126: Package Tactics

Andrew Eisen

New member
Dec 3, 2007
3
0
0
Package Tactics

"You can't underestimate the little guy. To him, the weight difference between a game and an empty DVD case is a dead giveaway. The problem is the game's instruction manual. Simulate the extra weight by stuffing a dozen index cards into each case. Throw in a blank DVD, too, if you have some lying around. Now you have five or six similarly-weighted and -sized boxes under the tree, and he won't know which one is the diamond in the rough."

Andrew Eisen offers several tips for livening up the season of giving.


Permalink
 

Joe

New member
Jul 7, 2006
981
0
0
Kwil said:
So get your kid reading things like Swift, Thoreau, Emerson, and Kafka, or go for the movie Tie in with the pocket-sized Beowulf book, at least.
Just to get this straight, you are trying to promote his reading, right?
 
Dec 4, 2007
2
0
0
This really made me smile. My dad has been doing things like that since I was a little kid, and his "specialties" are the disguise and the infiltrator. I have so many fond memories of dad trying to pull one over on us, tricking us with games and toys wrapped in clothes or taped inside larger boxes.

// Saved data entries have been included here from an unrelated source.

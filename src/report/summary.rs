use std::collections::HashMap;

use serde::Serialize;

use crate::models::Record;

/// Label for records whose group key is empty.
pub const UNSPECIFIED: &str = "Не указано";

#[derive(Debug, Clone, PartialEq, Serialize)]
pub struct SummaryGroup {
    pub key: String,
    pub count: usize,
    pub sum: f64,
    /// Positions of the member records in the summarized slice.
    #[serde(skip)]
    pub members: Vec<usize>,
}

/// Groups in first-encounter order.
#[derive(Debug, Clone, Default, PartialEq, Serialize)]
#[serde(transparent)]
pub struct Summary {
    groups: Vec<SummaryGroup>,
}

impl Summary {
    pub fn groups(&self) -> &[SummaryGroup] {
        &self.groups
    }

    #[cfg(test)]
    pub fn get(&self, key: &str) -> Option<&SummaryGroup> {
        self.groups.iter().find(|group| group.key == key)
    }

    #[cfg(test)]
    pub fn len(&self) -> usize {
        self.groups.len()
    }

    #[cfg(test)]
    pub fn is_empty(&self) -> bool {
        self.groups.is_empty()
    }

    pub fn total_count(&self) -> usize {
        self.groups.iter().map(|group| group.count).sum()
    }

    pub fn total_sum(&self) -> f64 {
        self.groups.iter().map(|group| group.sum).sum()
    }
}

/// Counts records per key.
pub fn summarize<K>(records: &[Record], key: K) -> Summary
where
    K: Fn(&Record) -> String,
{
    summarize_with(records, key, |_| None)
}

/// Counts records per key and sums `value` over each group.
pub fn summarize_with<K, V>(records: &[Record], key: K, value: V) -> Summary
where
    K: Fn(&Record) -> String,
    V: Fn(&Record) -> Option<f64>,
{
    let mut groups: Vec<SummaryGroup> = Vec::new();
    let mut positions: HashMap<String, usize> = HashMap::new();

    for (index, record) in records.iter().enumerate() {
        let raw = key(record);
        let label = match raw.trim() {
            "" => UNSPECIFIED.to_string(),
            trimmed => trimmed.to_string(),
        };
        let slot = *positions.entry(label.clone()).or_insert_with(|| {
            groups.push(SummaryGroup {
                key: label,
                count: 0,
                sum: 0.0,
                members: Vec::new(),
            });
            groups.len() - 1
        });

        let group = &mut groups[slot];
        group.count += 1;
        group.sum += value(record).filter(|amount| amount.is_finite()).unwrap_or(0.0);
        group.members.push(index);
    }

    Summary { groups }
}

#[cfg(test)]
mod tests {
    use super::*;
    use serde_json::{json, Value};

    fn record(value: Value) -> Record {
        serde_json::from_value(value).unwrap()
    }

    fn month_of(record: &Record) -> String {
        record
            .date("Date")
            .map(|date| date.format("%Y-%m").to_string())
            .unwrap_or_default()
    }

    #[test]
    fn monthly_expense_totals() {
        let rows = vec![
            record(json!({"Date": "2024-01-05", "Amount": 100})),
            record(json!({"Date": "2024-02-10", "Amount": 200})),
        ];
        let summary = summarize_with(&rows, month_of, |r| r.number("Amount"));

        assert_eq!(summary.len(), 2);
        let january = summary.get("2024-01").unwrap();
        assert_eq!((january.count, january.sum), (1, 100.0));
        let february = summary.get("2024-02").unwrap();
        assert_eq!((february.count, february.sum), (1, 200.0));
    }

    #[test]
    fn groups_follow_first_encounter_order() {
        let rows = vec![
            record(json!({"Type": "Насос"})),
            record(json!({"Type": "Генератор"})),
            record(json!({"Type": "Насос"})),
            record(json!({"Type": "Бур"})),
        ];
        let summary = summarize(&rows, |r| r.text("Type").unwrap_or_default());
        let keys = summary.groups().iter().map(|g| g.key.as_str()).collect::<Vec<_>>();
        assert_eq!(keys, vec!["Насос", "Генератор", "Бур"]);
        assert_eq!(summary.get("Насос").unwrap().count, 2);
    }

    #[test]
    fn empty_keys_fall_under_unspecified() {
        let rows = vec![
            record(json!({"Status": null})),
            record(json!({"Status": "  "})),
            record(json!({})),
        ];
        let summary = summarize(&rows, |r| r.text("Status").unwrap_or_default());
        assert_eq!(summary.len(), 1);
        assert_eq!(summary.get(UNSPECIFIED).unwrap().count, 3);
    }

    #[test]
    fn missing_or_non_finite_values_add_zero() {
        let rows = vec![
            record(json!({"Category": "A", "Amount": 10.5})),
            record(json!({"Category": "A", "Amount": "abc"})),
            record(json!({"Category": "A"})),
        ];
        let summary = summarize_with(
            &rows,
            |r| r.text("Category").unwrap_or_default(),
            |r| r.number("Amount").or(Some(f64::INFINITY)),
        );
        let group = summary.get("A").unwrap();
        assert_eq!(group.count, 3);
        assert_eq!(group.sum, 10.5);
    }

    #[test]
    fn groups_partition_the_input() {
        let rows = (0..25)
            .map(|i| {
                let bucket = ["x", "y", "", "z"][i % 4];
                record(json!({"Id": i, "Bucket": bucket}))
            })
            .collect::<Vec<_>>();
        let summary = summarize(&rows, |r| r.text("Bucket").unwrap_or_default());

        let mut seen = summary
            .groups()
            .iter()
            .flat_map(|group| group.members.iter().copied())
            .collect::<Vec<_>>();
        seen.sort_unstable();
        assert_eq!(seen, (0..rows.len()).collect::<Vec<_>>());
        assert_eq!(summary.total_count(), rows.len());
    }
}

Now the whole family has fun with package disguises, and figuring out new ways to fool each other. For me, though, nothing beats that first Christmas turn-around when I was twelve, and my sister and I had finally managed to save up enough money to buy Dad the new videogame he'd been wanting. He'd been doing the typical dad thing, you know, where he looked at it every time we went to EB games, and kept saying that maybe he could get it for himself after Christmas and our birthdays. I think we stuffed it inside an old t-shirt of mine before we wrapped it. Seeing his face light up like a little kid when he found it inside the padding was amazing.

I think the reason my family is so committed to surprising each other, even at this stage of our development, is because it manages to destroy, at least temporarily, our very modern, adult cynicism about the commercialization of christmas. We all end up feeling like little kids again.
 

Atmosck

New member
May 14, 2007
17
0
0
You're forgetting all the good ones. A few years ago my dad bought me a game, but he bought a soccer ball, cut a hole in it, placed the game in that, and wrapped it.

And for my brother last year he put a DS cartridge in one of those mini-cereal boxes (we got them in stockings every year) and then glued it back shut.
 

njsykora

New member
Sep 11, 2007
142
0
0
Should be noted that if the kid is the sort to throw a tantrum if they don't get what they wanted immediately all the creativity is wasted.

That said, I can see a lot of these tactics working better on adults than kids. Certainly The Infiltrator is something I personally am dying to try out on one of my parents.
 

stephen431

New member
Dec 12, 2007
3
0
0
This feature made me smile and remember my own Christmas stories.

I've always been a Christmas present snoop and my Dad knew it. Years and years of presents with small rips in the corners the paper, scotch tape I had carefully (but obviously) reapplied after lifting the folds, and bows used to conceal precision cut stamp sized flaps in the wrapping.

The giving season had turned into a game of spy vs. spy.

My Dad was never one to back down from a challenge. Most of the gifts were usually clothes, with maybe a few cassette tapes or a Nintendo game. But each year, I would get one or maybe two "great" presents for Christmas. Those were the ones we battled over. Multiple layers of different colored wrapping paper. Boxes placed inside so many other boxes that they resembled russian nesting dolls. He came up with new strategies each year that I would usually defeat.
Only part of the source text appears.